The existing Cog runtime was written in Python and relies heavily on Pydantic and several other libraries when performing predictions. This leads to several problems:

  • Dependency issues: many Python libraries pull in conflicting versions of common dependencies, e.g. Pydantic. This causes runtime errors, sometimes even by just rebuilding the image which pulls a newer version of the dependency. By removing all Python dependencies from Cog runtime, you have total control of your model’s dependency graph.
  • Ambiguous predictor interface: we relied on Pydantic for checking predictor input and output types, which can be ambiguous and error prone, e.g. allowing types that may be handled incorrectly by other parts of our ecosystem or user code. It’s also hard to support custom data types due to potentially incompatible Pydantic versions, i.e. v1 vs v2.
  • Error handling: since Cog HTTP server and predictor are both Python code running via multiprocessing, it’s hard to differentiate platform errors, i.e. Cog, vs application errors, i.e. predictor. A model crash may cause the server to end up in a bad state with no useful logging.
  • Performance: certain things are hard to implement correctly and efficiently in Python, i.e. async HTTP handling, file upload & download, concurrency, serialization.

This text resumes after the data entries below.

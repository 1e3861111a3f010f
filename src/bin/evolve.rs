use std::path::{Path, PathBuf};

use anyhow::Context;
use clap::{Parser, Subcommand, ValueEnum};
use evo_2048::checkpoint::Checkpoint;
use evo_2048::engine::{GameHost, LiveGame};
use evo_2048::evolution::{play_episode_observed, EvolutionConfig, GenerationSummary, Population, Tick};
use evo_2048::logging;
use evo_2048::policy::{Baseline, Candidate, Policy, PolicyKind};
use indicatif::{ProgressBar, ProgressStyle};
use rand::{rngs::StdRng, Rng, SeedableRng};

fn main() -> anyhow::Result<()> {
    let args = Args::parse();
    let _logger = logging::init(logging::default_spec(args.quiet))?;
    match args.cmd {
        Cmd::Train(train) => run_train(train, args.quiet),
        Cmd::Play(play) => run_play(play),
    }
}

#[derive(Debug, Parser)]
#[command(name = "evolve", about = "Evolve and replay 2048 move policies")]
struct Args {
    #[command(subcommand)]
    cmd: Cmd,
    /// Only log warnings and hide the progress bar
    #[arg(long, global = true)]
    quiet: bool,
}

#[derive(Debug, Subcommand)]
enum Cmd {
    /// Run the evolutionary search
    Train(TrainArgs),
    /// Play games with an evolved candidate or a baseline
    Play(PlayArgs),
}

#[derive(Debug, clap::Args)]
struct TrainArgs {
    /// JSON config file; flags below override its fields
    #[arg(long)]
    config: Option<PathBuf>,
    /// Generations to run
    #[arg(long, default_value_t = 10)]
    generations: u64,
    #[arg(long)]
    population: Option<usize>,
    /// Episodes averaged into each candidate's fitness
    #[arg(long)]
    episodes: Option<u32>,
    #[arg(long, value_enum)]
    kind: Option<PolicyKind>,
    #[arg(long)]
    seed: Option<u64>,
    /// Write a checkpoint here after every generation
    #[arg(long)]
    out: Option<PathBuf>,
    /// Continue from a checkpoint instead of a random genesis; the
    /// checkpoint's own config is used
    #[arg(long, conflicts_with_all = ["config", "population", "episodes", "kind"])]
    resume: Option<PathBuf>,
    /// Evaluate candidates in parallel instead of tick by tick on one board
    #[arg(long)]
    parallel: bool,
}

#[derive(Debug, Clone, Copy, ValueEnum)]
enum BaselineArg {
    Random,
    Priority,
    Alternating,
}

#[derive(Debug, clap::Args)]
struct PlayArgs {
    /// Play the fittest member of this checkpoint
    #[arg(long, conflicts_with = "baseline")]
    checkpoint: Option<PathBuf>,
    /// Play a fixed reference strategy
    #[arg(long, value_enum, default_value = "priority")]
    baseline: BaselineArg,
    #[arg(long, default_value_t = 1)]
    games: u32,
    #[arg(long)]
    seed: Option<u64>,
    /// Print the board after every move
    #[arg(long)]
    show: bool,
}

fn seeded(seed: Option<u64>) -> StdRng {
    match seed {
        Some(s) => StdRng::seed_from_u64(s),
        None => StdRng::from_entropy(),
    }
}

fn load_config(args: &TrainArgs) -> anyhow::Result<EvolutionConfig> {
    let mut cfg = match &args.config {
        Some(path) => EvolutionConfig::from_json_path(path).with_context(|| format!("reading {}", path.display()))?,
        None => EvolutionConfig::default(),
    };
    if let Some(n) = args.population {
        cfg.population_size = n;
    }
    if let Some(n) = args.episodes {
        cfg.episodes_per_candidate = n;
    }
    if let Some(kind) = args.kind {
        cfg.policy_kind = kind;
    }
    if args.seed.is_some() {
        cfg.seed = args.seed;
    }
    cfg.validate()?;
    Ok(cfg)
}

fn run_train(args: TrainArgs, quiet: bool) -> anyhow::Result<()> {
    let (mut population, mut rng) = match &args.resume {
        Some(path) => {
            let ckpt = Checkpoint::read_from_path(path).with_context(|| format!("reading {}", path.display()))?;
            let rng = seeded(args.seed.or(ckpt.config.seed));
            (ckpt.into_population()?, rng)
        }
        None => {
            let cfg = load_config(&args)?;
            let mut rng = seeded(cfg.seed);
            (Population::random(cfg, &mut rng)?, rng)
        }
    };
    log::info!(
        "training {} {:?} candidates from generation {}",
        population.members().len(),
        population.config().policy_kind,
        population.generation()
    );

    let pb = if quiet { ProgressBar::hidden() } else { ProgressBar::new(args.generations) };
    pb.set_style(ProgressStyle::with_template("{bar:40} {pos}/{len} gen | {elapsed_precise} | {msg}")?);
    let mut host = LiveGame::new(StdRng::seed_from_u64(rng.gen()));
    for _ in 0..args.generations {
        let summary = if args.parallel {
            population.evaluate_parallel(&mut rng)
        } else {
            run_generation(&mut population, &mut host, &mut rng)?
        };
        pb.set_message(format!("best {:.0} | mean {:.0}", summary.best_fitness, summary.mean_fitness));
        pb.inc(1);
        if let Some(out) = &args.out {
            save(&population, out)?;
        }
    }
    pb.finish_and_clear();
    if let Some(best) = population.members().iter().max_by(|a, b| a.fitness.total_cmp(&b.fitness)) {
        println!("Generation {} | best fitness {:.1}", population.generation(), best.fitness);
    }
    Ok(())
}

/// Drive one generation tick by tick on a single live board.
fn run_generation<H: GameHost, R: Rng>(population: &mut Population, host: &mut H, rng: &mut R) -> anyhow::Result<GenerationSummary> {
    loop {
        match population.tick(host, rng)? {
            Tick::GameOver { summary: Some(summary), .. } => {
                host.restart();
                return Ok(summary);
            }
            Tick::GameOver { .. } | Tick::AwaitingRestart => host.restart(),
            Tick::Moved(_) => {}
        }
    }
}

fn save(population: &Population, out: &Path) -> anyhow::Result<()> {
    population
        .to_checkpoint()
        .write_to_path(out)
        .with_context(|| format!("writing {}", out.display()))
}

fn run_play(args: PlayArgs) -> anyhow::Result<()> {
    let mut rng = seeded(args.seed);
    match &args.checkpoint {
        Some(path) => {
            let ckpt = Checkpoint::read_from_path(path).with_context(|| format!("reading {}", path.display()))?;
            let best = ckpt
                .members
                .iter()
                .max_by(|a, b| a.fitness.total_cmp(&b.fitness))
                .context("checkpoint has no members")?;
            log::info!("playing fittest member of generation {} (fitness {:.1})", ckpt.generation, best.fitness);
            let mut candidate: Candidate = best.candidate.clone();
            play_games(&mut candidate, &args, &mut rng);
        }
        None => {
            let mut baseline = match args.baseline {
                BaselineArg::Random => Baseline::Random,
                BaselineArg::Priority => Baseline::corner(),
                BaselineArg::Alternating => Baseline::alternating(),
            };
            log::info!("playing baseline {}", baseline.name());
            play_games(&mut baseline, &args, &mut rng);
        }
    }
    Ok(())
}

fn play_games<P: Policy>(policy: &mut P, args: &PlayArgs, rng: &mut StdRng) {
    let mut total = 0u64;
    for game in 0..args.games {
        let result = play_episode_observed(policy, rng, None, |dir, board| {
            if args.show {
                println!("{dir}\n{}", board.grid());
            }
        });
        total += result.score;
        println!(
            "Game {}: score {} | moves {} | highest tile {}",
            game + 1,
            result.score,
            result.moves,
            result.highest_tile
        );
    }
    if args.games > 0 {
        println!("Mean score: {:.1}", total as f64 / args.games as f64);
    }
}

To tackle these problems, we re-implemented the runtime part of Cog with the following components:

  • Schema validation in pure vanilla Python via inspect and no Pydantic or any other dependency
  • Decoupled HTTP server rewritten in Go
  • Custom, pluggable data serialization

This allows us to minimize the runtime logic in Python and reduce the risk of it interfering with application code. The Go server is now responsible for most of the heavy lifting:

  • HTTP server and webhooks
  • Input file download and output file upload
  • Logging

The Go server communicates with the bare minimum Python runner via JSON files for input/output and HTTP/signals for IPC. The Python runner is solely responsible for invoking the predictor’s setup() and predict() methods.

What do I need to change?

Most of the Cog API, Predictor, Input, BaseModel, etc. are source compatible. There are 3 changes that might require updating the model.

  • Improved semantics of optional inputs
  • Cleaner dependencies
  • Removal of deprecated File API.

First, ambiguous optional inputs are no longer allowed. For example, in existing Cog, declaring prompt: str suggests that it cannot be None, while it still allows default=None, which can confuse type checkers and lead to buggy code, e.g. if it doesn’t check for none-ness. For example, instead of:

def predict(prompt: str=Input(description="prompt", default=None))

We should use:

def predict(prompt: Optional[str]=Input(description="prompt")

Note that default=None is now redundant and removed, as Optional[str] implies that the input may be None, and type checker can warn us about checking it.

Second notable change is that the new Cog runtime no longer depends on any of the Python dependencies of the existing runtime. You’ll have to add them to requirements.txt if the model relies on them and they’re not pulled in via any other third party libraries.

  • attrs
  • fastapi
  • pydantic
  • PyYAML
  • requests
  • structlog
  • typing_extensions
  • uvicorn

Third change is the removal of deprecated cog.File API. Use cog.Path instead.